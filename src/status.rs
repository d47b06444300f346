use std::fmt;

/// Lifecycle of a submission status row.
///
/// A row is created as `InQueue` when the submission is accepted onto the
/// queue. Exactly one worker moves it to `Processing`, and from there it
/// reaches one of the terminal states.
#[derive(Debug, Clone, Copy, PartialEq, Eq, Hash)]
pub enum SubmissionStatus {
    InQueue,
    Processing,
    Accepted,
    Rejected,
    Error,
}

impl SubmissionStatus {
    pub fn code(self) -> &'static str {
        match self {
            SubmissionStatus::InQueue => "S1",
            SubmissionStatus::Processing => "S2",
            SubmissionStatus::Accepted => "S3",
            SubmissionStatus::Rejected => "S4",
            SubmissionStatus::Error => "SE",
        }
    }

    pub fn label(self) -> &'static str {
        match self {
            SubmissionStatus::InQueue => "In queue",
            SubmissionStatus::Processing => "Processing",
            SubmissionStatus::Accepted => "Passed validation",
            SubmissionStatus::Rejected => "Rejected",
            SubmissionStatus::Error => "Error",
        }
    }

    pub fn from_code(code: &str) -> Option<Self> {
        match code {
            "S1" => Some(SubmissionStatus::InQueue),
            "S2" => Some(SubmissionStatus::Processing),
            "S3" => Some(SubmissionStatus::Accepted),
            "S4" => Some(SubmissionStatus::Rejected),
            "SE" => Some(SubmissionStatus::Error),
            _ => None,
        }
    }

    pub fn is_terminal(self) -> bool {
        matches!(
            self,
            SubmissionStatus::Accepted | SubmissionStatus::Rejected | SubmissionStatus::Error
        )
    }
}

impl fmt::Display for SubmissionStatus {
    fn fmt(&self, f: &mut fmt::Formatter<'_>) -> fmt::Result {
        write!(f, "{} - {}", self.code(), self.label())
    }
}

/// Downstream data-processing state carried on the status row. Submissions
/// handled by this pipeline are not forwarded for further processing, so
/// they always end up `NotApplicable`, but the full code set is kept for the
/// shared table.
#[derive(Debug, Clone, Copy, PartialEq, Eq)]
pub enum DataProcessingStatus {
    NotApplicable,
    InQueue,
    Processing,
    ProcessedWithErrors,
    ProcessedSuccessfully,
    Error,
}

impl DataProcessingStatus {
    pub fn code(self) -> &'static str {
        match self {
            DataProcessingStatus::NotApplicable => "DP0",
            DataProcessingStatus::InQueue => "DP1",
            DataProcessingStatus::Processing => "DP2",
            DataProcessingStatus::ProcessedWithErrors => "DP3",
            DataProcessingStatus::ProcessedSuccessfully => "DP4",
            DataProcessingStatus::Error => "DPE",
        }
    }

    pub fn from_code(code: &str) -> Option<Self> {
        match code {
            "DP0" => Some(DataProcessingStatus::NotApplicable),
            "DP1" => Some(DataProcessingStatus::InQueue),
            "DP2" => Some(DataProcessingStatus::Processing),
            "DP3" => Some(DataProcessingStatus::ProcessedWithErrors),
            "DP4" => Some(DataProcessingStatus::ProcessedSuccessfully),
            "DPE" => Some(DataProcessingStatus::Error),
            _ => None,
        }
    }
}

/// State of an archived report record. A newly committed record is either
/// `Accepted` or `Rejected`; an earlier accepted record for the same
/// version, bank and period is flipped to `Resubmitted` when a new accepted
/// submission supersedes it.
#[derive(Debug, Clone, Copy, PartialEq, Eq)]
pub enum ArchivedReportStatus {
    Accepted,
    Rejected,
    Resubmitted,
}

impl ArchivedReportStatus {
    pub fn as_str(self) -> &'static str {
        match self {
            ArchivedReportStatus::Accepted => "Accepted",
            ArchivedReportStatus::Rejected => "Rejected",
            ArchivedReportStatus::Resubmitted => "Resubmitted",
        }
    }
}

· · · · · · ·

Exercise — Track down every line of the material containing the string "ProcessedWithErrors", and copy it.

Answer to this exercise —
    ProcessedWithErrors,
            DataProcessingStatus::ProcessedWithErrors => "DP3",
            "DP3" => Some(DataProcessingStatus::ProcessedWithErrors),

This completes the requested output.